40  Other Elections - Analysis and Discussion / International Elections / Re: Ontario election, Spring 2014? on: May 05, 2014, 04:30:25 pm
Weird. My projection has the NDP with a healthy lead in Timmins, but I'm factoring in the EKOS poll which had the Liberals ahead in the 705.

Weird results I have in my projection:

Barrie going Liberal (due to EKOS poll)
Scarborough-Guildwood going PC (close by-election skewing my numbers)
Ottawa South going PC (ditto- but plausible)
Kenora-Rainy River going PC (due to EKOS's very small 807 sample)

Also, I suspect Sudbury will go NDP due to no Liberal incumbent, but my model has the Liberal ahead at this point. Once we know who the candidates are, I will have a better idea of how to tweak my model.

Barrie is fairly solidly Tory so unless Hudak does something incredibly stupid I am pretty sure it will stay PC. 

Scarborough-Guildwood went Liberal federally so the Liberals would have to see an even bigger implosion to lose this.  Its only shown as competitive due to the by-election results which skew things  slightly.  For example I don't think Etobicoke-Lakeshore is a lock for the PCs, I could easily see it swinging back to the Liberals.

Ottawa South - This is where uniform swings don't work.  I've noticed in the Ottawa ridings, probably because its a political team, riding results tend to be very consistent election after election.  The Liberals never fall below 40% even in a bad election and never get over 50% even in a landslide one while the PCs always stay above 30% no matter how bad they do and seem unable to crack the 40% mark no matter how well they do while the NDP is always under 20%.

Sudbury could stay Liberal, but if an election were called today, I think the NDP would have an edge there.

The problem with the Northern Ontario is areas south of North Bay have very different voting patterns than areas north of it.  So the results need to be taken with caution as the PCs are probably in the upper 40s and maybe even low 50s in the Barrie to North Bay area which is normally considered Central not Northern Ontario while they are probably in the 20s in what is normally thought of as Northern Ontario, otherwise north of North Bay.  By contrast Central Ontario asides from the 905 belt is one of the NDP's weakest areas whereas by contrast Northern Ontario is one of its strongest.  The Liberals on the other hand are fairly evenly distributed so if they are only at 30% they are looking at close to a route.
41  Other Elections - Analysis and Discussion / International Elections / Re: Ontario election, Spring 2014? on: May 05, 2014, 12:11:30 am
You think Windsor West is solid NDP?

Okay maybe not, but the current MPP is hardly a high profile like Sandra Paputello and they did get slaughtered in the neighbouring riding in the by-election.  My understanding why Howarth went is her caucus from Northern Ontario and Southwestern Ontario are aware how unpopular the Liberals are in those regions so feel they have every reason to gain.  The main thing holding her back the last two times was her Toronto caucus was nervous, but I imagine she found a way to persuade them as well as of her Toronto MPPs, all of them come from ridings where the PCs are non-existent so there is no need to vote strategically.  If the PCs win any seats in the 416, it will come at the expense of the Liberals and it will be in the suburban parts where the NDP is for the most part quite weak.

I think it's a toss up at this point.

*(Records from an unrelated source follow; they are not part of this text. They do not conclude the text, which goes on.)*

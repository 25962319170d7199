// Transport abstraction: how API calls and token fetches reach the server.

pub mod http;
pub mod traits;

pub use http::{HttpTransport, RequestSigner, UnsignedRequests};
pub use traits::{ApiCall, Transport};
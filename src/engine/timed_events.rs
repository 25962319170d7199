// Deadline multiplexer: many timed events served by one sleeping driver task.

use std::collections::BTreeMap;
use std::sync::Arc;
use std::time::Duration;

use parking_lot::Mutex;
use tokio::runtime::Handle;
use tokio::sync::Notify;
use tokio::task::JoinHandle;
use tokio::time::Instant;
use tracing::debug;

/// Why the processor is being handed an event.
#[derive(Debug, Clone, Copy, PartialEq, Eq)]
pub enum EventOutcome {
    /// The deadline passed.
    Fired,
    /// The scheduler was cancelled or stopped before the deadline.
    Cancelled,
}

type Processor<E> = Arc<dyn Fn(E, EventOutcome) + Send + Sync>;

struct State<E> {
    events: BTreeMap<(Instant, u64), E>,
    next_seq: u64,
    stopped: bool,
}

struct Shared<E> {
    state: Mutex<State<E>>,
    notify: Notify,
    processor: Processor<E>,
}

pub struct TimedEvents<E: Send + 'static> {
    shared: Arc<Shared<E>>,
    driver: Mutex<Option<JoinHandle<()>>>,
}

impl<E: Send + 'static> TimedEvents<E> {
    /// The processor runs on the driver task for fired events and on the
    /// caller's task for cancelled ones. It must not call back into this
    /// scheduler while holding locks the caller might hold.
    pub fn new<F>(handle: &Handle, processor: F) -> Self
    where
        F: Fn(E, EventOutcome) + Send + Sync + 'static,
    {
        let shared = Arc::new(Shared {
            state: Mutex::new(State {
                events: BTreeMap::new(),
                next_seq: 0,
                stopped: false,
            }),
            notify: Notify::new(),
            processor: Arc::new(processor),
        });
        let driver = handle.spawn(Self::drive(Arc::clone(&shared)));
        Self {
            shared,
            driver: Mutex::new(Some(driver)),
        }
    }

    pub fn add_at(&self, deadline: Instant, event: E) {
        let rejected = {
            let mut state = self.shared.state.lock();
            if state.stopped {
                Some(event)
            } else {
                let seq = state.next_seq;
                state.next_seq += 1;
                let becomes_earliest = state
                    .events
                    .keys()
                    .next()
                    .map_or(true, |(first, _)| deadline < *first);
                state.events.insert((deadline, seq), event);
                if becomes_earliest {
                    self.shared.notify.notify_one();
                }
                None
            }
        };
        if let Some(event) = rejected {
            (self.shared.processor)(event, EventOutcome::Cancelled);
        }
    }

    pub fn add_after(&self, delay: Duration, event: E) {
        self.add_at(Instant::now() + delay, event);
    }

    pub fn size(&self) -> usize {
        self.shared.state.lock().events.len()
    }

    /// Flush every pending event to the processor as `Cancelled`.
    pub fn cancel_all(&self) {
        let drained = {
            let mut state = self.shared.state.lock();
            std::mem::take(&mut state.events)
        };
        if !drained.is_empty() {
            debug!("timed events cancelled count={}", drained.len());
        }
        for (_, event) in drained {
            (self.shared.processor)(event, EventOutcome::Cancelled);
        }
    }

    /// Cancel pending events and shut the driver down. Later additions are
    /// reported as `Cancelled` straight away.
    pub fn stop(&self) {
        self.shared.state.lock().stopped = true;
        self.cancel_all();
        if let Some(driver) = self.driver.lock().take() {
            driver.abort();
        }
    }

    async fn drive(shared: Arc<Shared<E>>) {
        loop {
            let next_deadline = {
                let mut state = shared.state.lock();
                if state.stopped {
                    return;
                }
                let now = Instant::now();
                let mut due = Vec::new();
                while let Some(entry) = state.events.first_entry() {
                    if entry.key().0 > now {
                        break;
                    }
                    due.push(entry.remove());
                }
                if !due.is_empty() {
                    drop(state);
                    for event in due {
                        (shared.processor)(event, EventOutcome::Fired);
                    }
                    continue;
                }
                state.events.keys().next().map(|(deadline, _)| *deadline)
            };

            match next_deadline {
                Some(deadline) => {
                    tokio::select! {
                        _ = tokio::time::sleep_until(deadline) => {}
                        _ = shared.notify.notified() => {}
                    }
                }
                None => shared.notify.notified().await,
            }
        }
    }
}

impl<E: Send + 'static> Drop for TimedEvents<E> {
    fn drop(&mut self) {
        self.stop();
    }
}
// Live counters for the maintainer: token fetches, retries, dispatches and completions.

use std::sync::atomic::{AtomicU32, AtomicU64, Ordering};

#[derive(Debug, Clone, Default, PartialEq, Eq)]
pub struct StatsSnapshot {
    pub token_fetches: u64,
    pub token_failures: u64,
    pub retries: u64,
    pub dispatched: u64,
    pub completed: u64,
    pub timed_out: u64,
    pub active_requests: u32,
}

pub struct MaintainerStats {
    token_fetches: AtomicU64,
    token_failures: AtomicU64,
    retries: AtomicU64,
    dispatched: AtomicU64,
    completed: AtomicU64,
    timed_out: AtomicU64,
    active_requests: AtomicU32,
}

impl MaintainerStats {
    pub fn new() -> Self {
        Self {
            token_fetches: AtomicU64::new(0),
            token_failures: AtomicU64::new(0),
            retries: AtomicU64::new(0),
            dispatched: AtomicU64::new(0),
            completed: AtomicU64::new(0),
            timed_out: AtomicU64::new(0),
            active_requests: AtomicU32::new(0),
        }
    }

    pub fn record_token_fetch(&self) {
        self.token_fetches.fetch_add(1, Ordering::Relaxed);
    }

    pub fn record_token_failure(&self) {
        self.token_failures.fetch_add(1, Ordering::Relaxed);
    }

    pub fn record_retry(&self) {
        self.retries.fetch_add(1, Ordering::Relaxed);
    }

    pub fn record_timeout(&self) {
        self.timed_out.fetch_add(1, Ordering::Relaxed);
    }

    /// A request went out to the transport.
    pub fn record_dispatched(&self) {
        self.dispatched.fetch_add(1, Ordering::Relaxed);
        self.active_requests.fetch_add(1, Ordering::Relaxed);
    }

    /// A dispatched request left the in-progress set, either finished or
    /// headed for a retry.
    pub fn record_returned(&self, finished: bool) {
        if finished {
            self.completed.fetch_add(1, Ordering::Relaxed);
        }
        // Saturate: requests cancelled before dispatch also report back.
        let _ = self
            .active_requests
            .fetch_update(Ordering::Relaxed, Ordering::Relaxed, |n| n.checked_sub(1));
    }

    pub fn snapshot(&self) -> StatsSnapshot {
        StatsSnapshot {
            token_fetches: self.token_fetches.load(Ordering::Relaxed),
            token_failures: self.token_failures.load(Ordering::Relaxed),
            retries: self.retries.load(Ordering::Relaxed),
            dispatched: self.dispatched.load(Ordering::Relaxed),
            completed: self.completed.load(Ordering::Relaxed),
            timed_out: self.timed_out.load(Ordering::Relaxed),
            active_requests: self.active_requests.load(Ordering::Relaxed),
        }
    }
}

impl Default for MaintainerStats {
    fn default() -> Self {
        Self::new()
    }
}
impl MaintainerInner {
    fn sink(&self) -> Weak<dyn CompletionSink> {
        self.this.clone()
    }

    fn add_waiting_request(&self, request: RequestRef) {
        self.locker.add_waiting_request(request);
        self.attempt_requests();
    }

    /// Dispatch whatever can go out now and top up the token pool.
    fn attempt_requests(&self) {
        if self.locker.connection_state().is_unconnected() {
            self.start_connection_probe();
            return;
        }

        while let Some(request) = self.locker.next_waiting_non_token_request() {
            self.locker.add_in_progress_request(Arc::clone(&request));
            self.dispatch(request);
        }

        while self.locker.session_state().0.is_running() {
            let Some((request, token)) = self.locker.next_waiting_token_request() else {
                break;
            };
            request.stamp_token(&token);
            self.dispatch(request);
        }

        let Some(credentials) = self.locker.credentials() else {
            return;
        };
        if self.token_fetch_held_off() {
            return;
        }
        while self.locker.permit_token_checkout() {
            self.request_session_token(credentials.clone());
        }
    }

    fn dispatch(&self, request: RequestRef) {
        debug!(
            "dispatching request {} needs_token={}",
            request.id(),
            request.needs_token()
        );
        self.stats.record_dispatched();
        request.init(Arc::clone(&self.transport), self.sink(), &self.runtime);
    }

    fn token_fetch_held_off(&self) -> bool {
        let mut backoff = self.backoff.lock();
        match backoff.hold_until {
            Some(until) if Instant::now() < until => true,
            Some(_) => {
                backoff.hold_until = None;
                false
            }
            None => false,
        }
    }

    /// Block token fetches for `wait`, then run the dispatch loop again.
    fn hold_off_token_fetches(&self, wait: Duration) {
        let until = Instant::now() + wait;
        {
            let mut backoff = self.backoff.lock();
            backoff.hold_until = Some(backoff.hold_until.map_or(until, |current| current.max(until)));
        }
        let this = self.this.clone();
        self.runtime.spawn(async move {
            tokio::time::sleep_until(until).await;
            if let Some(inner) = this.upgrade() {
                inner.attempt_requests();
            }
        });
    }

    fn request_session_token(&self, credentials: Credentials) {
        debug!("requesting session token kind={}", credentials.kind());
        self.stats.record_token_fetch();
        let this = self.this.clone();
        let transport = Arc::clone(&self.transport);
        let timeout = self.config.token_fetch_timeout();
        self.runtime.spawn(async move {
            let response =
                match tokio::time::timeout(timeout, transport.fetch_session_token(&credentials))
                    .await
                {
                    Ok(response) => response,
                    Err(_) => SessionTokenResponse::from_error(ApiError::transport(
                        TransportErrorKind::IoTimeout,
                        "session token request timed out",
                    )),
                };
            match this.upgrade() {
                Some(inner) => inner.handle_session_token_response(response, &credentials),
                None => debug!("session token response after shutdown ignored"),
            }
        });
    }

    fn handle_session_token_response(
        &self,
        response: SessionTokenResponse,
        fetched_with: &Credentials,
    ) {
        self.locker.decrement_token_fetch_count();
        let (state, version) = self.locker.session_state();
        self.update_connection_state(response.error.as_ref());

        let Some(error) = response.error.clone() else {
            if self.locker.add_token(response.token_data(), fetched_with) {
                self.backoff.lock().consecutive_failures = 0;
                if !state.is_running() {
                    self.locker.set_session_state_safe(
                        SessionState::Running {
                            last_response: response,
                        },
                        version,
                    );
                }
            }
            self.attempt_requests();
            return;
        };

        self.stats.record_token_failure();
        let current = self.locker.credentials().as_ref() == Some(fetched_with);
        warn!("session token request failed: {}", error);

        let wait = match &error {
            ApiError::InvalidCredentials { .. } => {
                if current && !state.is_failure() {
                    let pkey = Some(response.pkey.clone()).filter(|pkey| !pkey.is_empty());
                    self.locker.set_session_state_safe(
                        SessionState::CredentialsFailure {
                            pkey,
                            error: error.clone(),
                            last_response: response,
                        },
                        version,
                    );
                }
                self.config.credential_failure_wait()
            }
            ApiError::AccountTemporarilyLocked { .. } => {
                if current {
                    self.locker.set_session_state_safe(
                        SessionState::ProlongedError {
                            error: error.clone(),
                            last_response: response,
                        },
                        version,
                    );
                }
                self.config.account_locked_wait()
            }
            _ => {
                let failures = {
                    let mut backoff = self.backoff.lock();
                    backoff.consecutive_failures += 1;
                    backoff.consecutive_failures
                };
                if current && failures >= self.config.prolonged_failure_threshold {
                    self.locker.set_session_state_safe(
                        SessionState::ProlongedError {
                            error: error.clone(),
                            last_response: response,
                        },
                        version,
                    );
                }
                self.config.token_failure_wait()
            }
        };
        self.hold_off_token_fetches(wait);
    }

    /// Track reachability from the outcome of any round trip.
    fn update_connection_state(&self, error: Option<&ApiError>) {
        match error {
            Some(error) if error.is_connection_failure() => {
                self.locker.set_connection_state(ConnectionState::Unconnected {
                    error: error.clone(),
                });
                self.arm_connection_recheck();
            }
            _ => self.locker.set_connection_state(ConnectionState::Connected),
        }
    }

    fn arm_connection_recheck(&self) {
        if self.recheck_armed.swap(true, Ordering::SeqCst) {
            return;
        }
        let this = self.this.clone();
        let wait = self.config.connection_recheck();
        self.runtime.spawn(async move {
            tokio::time::sleep(wait).await;
            if let Some(inner) = this.upgrade() {
                inner.recheck_armed.store(false, Ordering::SeqCst);
                inner.attempt_requests();
            }
        });
    }

    fn start_connection_probe(&self) {
        if self.probe_in_flight.swap(true, Ordering::SeqCst) {
            return;
        }
        debug!("probing connection");
        let this = self.this.clone();
        let transport = Arc::clone(&self.transport);
        let timeout = self.config.token_fetch_timeout();
        self.runtime.spawn(async move {
            let result = match tokio::time::timeout(timeout, transport.check_status()).await {
                Ok(result) => result,
                Err(_) => Err(ApiError::transport(
                    TransportErrorKind::IoTimeout,
                    "status check timed out",
                )),
            };
            let Some(inner) = this.upgrade() else {
                return;
            };
            inner.probe_in_flight.store(false, Ordering::SeqCst);
            inner.update_connection_state(result.as_ref().err());
            if !inner.locker.connection_state().is_unconnected() {
                inner.attempt_requests();
            }
        });
    }
}
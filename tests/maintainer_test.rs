use std::collections::VecDeque;
use std::sync::atomic::{AtomicUsize, Ordering};
use std::sync::Arc;
use std::time::Duration;

use async_trait::async_trait;
use parking_lot::Mutex;
use serde_json::{json, Value};
use tokio::sync::{mpsc, oneshot};

use cloud_api_engine::api::{
    ApiResponse, ConnectionState, Credentials, JsonResponse, SessionCall, SessionState,
    SessionTokenResponse, TokenlessCall,
};
use cloud_api_engine::config::MaintainerConfig;
use cloud_api_engine::engine::SessionMaintainer;
use cloud_api_engine::error::{ApiError, TimeoutKind, TransportErrorKind};
use cloud_api_engine::transport::{ApiCall, Transport};

/// In-memory server: mints numbered tokens and replays scripted answers.
#[derive(Default)]
struct FakeTransport {
    fetches: AtomicUsize,
    sends: AtomicUsize,
    sent_tokens: Mutex<Vec<Option<String>>>,
    send_script: Mutex<VecDeque<Result<Value, ApiError>>>,
    fetch_failure: Mutex<Option<ApiError>>,
    status_failure: Mutex<Option<ApiError>>,
}

impl FakeTransport {
    fn new() -> Arc<Self> {
        Arc::new(Self::default())
    }

    fn script_send(&self, result: Result<Value, ApiError>) {
        self.send_script.lock().push_back(result);
    }

    fn fail_fetches(&self, error: Option<ApiError>) {
        *self.fetch_failure.lock() = error;
    }

    fn fetches(&self) -> usize {
        self.fetches.load(Ordering::SeqCst)
    }

    fn sends(&self) -> usize {
        self.sends.load(Ordering::SeqCst)
    }
}

#[async_trait]
impl Transport for FakeTransport {
    async fn send(&self, call: ApiCall) -> Result<Value, ApiError> {
        self.sends.fetch_add(1, Ordering::SeqCst);
        self.sent_tokens
            .lock()
            .push(call.session.map(|t| t.session_token));
        let scripted = self.send_script.lock().pop_front();
        scripted.unwrap_or_else(|| Ok(json!({ "result": "Success", "path": call.path })))
    }

    async fn fetch_session_token(&self, _credentials: &Credentials) -> SessionTokenResponse {
        let n = self.fetches.fetch_add(1, Ordering::SeqCst) + 1;
        if let Some(error) = self.fetch_failure.lock().clone() {
            return SessionTokenResponse {
                pkey: "pk".to_string(),
                ..SessionTokenResponse::from_error(error)
            };
        }
        SessionTokenResponse {
            session_token: format!("tok-{}", n),
            pkey: "pk".to_string(),
            time: "0".to_string(),
            secret_key: 42,
            ekey: None,
            error: None,
        }
    }

    async fn check_status(&self) -> Result<(), ApiError> {
        match self.status_failure.lock().clone() {
            Some(error) => Err(error),
            None => Ok(()),
        }
    }
}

Calling it solid is a little presumptive.

Also, I'm not sure about your call regarding Scarborough-Agincourt. The riding went Liberal even during the Mike Harris era, so why do you think it will go Tory now? Is the Chinese community switching to the conservatives like in BC? Do you think they may feel uncomfortable with the Liberals being led by a lesbian?

That reminds me of the OLP leadership race. Looks like Agincourt backed Sousa:





Scarborough-Agincourt is a long shot but the reason I mention it as after York Centre, it was the PCs second best showing in the 416 and they only lost by 11 points which is not an impossible gap to overcome.  Also as mentioned the Chinese generally tend to be somewhat more fiscally conservative than say the South Asian or Black community who are more left leaning thus why the Tories might struggle more with them.  In addition Jim Karygiannis as much as he was a sleazball really knew how to win amongst his constituents and had he not run I suspect the results would have been a three way race much like Scarborough Centre and Scarborough-Guildwood in the last federal election.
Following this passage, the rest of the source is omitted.